General information
- Founded: 1988
- Folded: 1988
- Headquartered: Providence Civic Center in Providence, Rhode Island
- Colors: Black, orange, white

Personnel
- Owners: Frank J. Russo Robert Andreoli
- Head coach: Babe Parilli

Team history
- New England Steamrollers (1988);

Home fields
- Providence Civic Center (1988);

League / conference affiliations
- Arena Football League (1988)

= New England Steamrollers =

Arena football team

The New England Steamrollers were an Arena Football League team based in Providence, Rhode Island. The team played in the AFL's 1988 season. The Steamrollers were one of four teams to enter the AFL in 1988, and along with the New York Knights and Los Angeles Cobras were folded following the season.

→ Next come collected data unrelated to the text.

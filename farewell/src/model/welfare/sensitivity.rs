use super::{OptimizationError, OptimumLocation};
use crate::model::StageOutcome;
use farewell_core::model::TransportMode;
use serde::{Deserialize, Serialize};

/// constant price elasticities to re-solve the social welfare problem for
#[derive(Serialize, Deserialize, Debug, Clone, Copy, PartialEq)]
#[serde(default)]
pub struct SensitivityRange {
    pub min_elasticity: f64,
    pub max_elasticity: f64,
    pub steps: usize,
}

impl Default for SensitivityRange {
    fn default() -> Self {
        Self {
            min_elasticity: -2.0,
            max_elasticity: -0.2,
            steps: 10,
        }
    }
}

impl SensitivityRange {
    pub fn validate(&self) -> Result<(), OptimizationError> {
        if !self.min_elasticity.is_finite() || !self.max_elasticity.is_finite() {
            Err(OptimizationError::InvalidSensitivityRange(String::from(
                "elasticities must be finite",
            )))
        } else if self.min_elasticity > self.max_elasticity {
            Err(OptimizationError::InvalidSensitivityRange(format!(
                "min elasticity {} exceeds max elasticity {}",
                self.min_elasticity, self.max_elasticity
            )))
        } else {
            Ok(())
        }
    }

    /// evenly spaced elasticities from min to max inclusive
    pub fn elasticities(&self) -> Vec<f64> {
        match self.steps {
            0 => vec![],
            1 => vec![self.min_elasticity],
            n => (0..n)
                .map(|i| {
                    if i == n - 1 {
                        self.max_elasticity
                    } else {
                        self.min_elasticity
                            + (self.max_elasticity - self.min_elasticity) * i as f64
                                / (n - 1) as f64
                    }
                })
                .collect(),
        }
    }
}

#[derive(Serialize, Deserialize, Debug, Clone, Copy, PartialEq)]
pub struct SensitivityPoint {
    pub elasticity: f64,
    pub price: f64,
    pub demand: f64,
    pub social_welfare: f64,
    pub location: OptimumLocation,
}

/// welfare-maximizing fares of one mode across elasticities
#[derive(Serialize, Deserialize, Debug, Clone)]
pub struct SensitivityCurve {
    pub mode: TransportMode,
    pub outcome: StageOutcome<Vec<SensitivityPoint>>,
}

#[cfg(test)]
mod tests {
    use super::*;

    #[test]
    fn test_default_elasticities() {
        let e = SensitivityRange::default().elasticities();
        assert_eq!(e.len(), 10);
        assert_eq!(e[0], -2.0);
        assert_eq!(e[9], -0.2);
        assert!((e[1] + 1.8).abs() < 1e-12);
        assert!(e.windows(2).all(|w| w[0] < w[1]));
    }
}
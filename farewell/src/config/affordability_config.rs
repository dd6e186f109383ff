use crate::model::affordability::WtpThreshold;
use serde::{Deserialize, Serialize};

#[derive(Clone, Serialize, Deserialize, Debug)]
#[serde(default)]
pub struct AffordabilityConfig {
    pub wtp_threshold: WtpThreshold,
    /// weight of waiting time relative to in-vehicle time in generalized cost
    pub wait_time_weight: f64,
}

impl Default for AffordabilityConfig {
    fn default() -> Self {
        Self {
            wtp_threshold: WtpThreshold::BestAlternative,
            wait_time_weight: 1.5,
        }
    }
}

The Steamrollers were based out of Providence, Rhode Island and played their home games at the Providence Civic Center. They were the first professional football team of any kind to play in Providence since the Providence Steam Roller folded in 1931 and the first non-minor league professional sports franchise to play in the city since the NBA's Providence Steamrollers folded in 1949.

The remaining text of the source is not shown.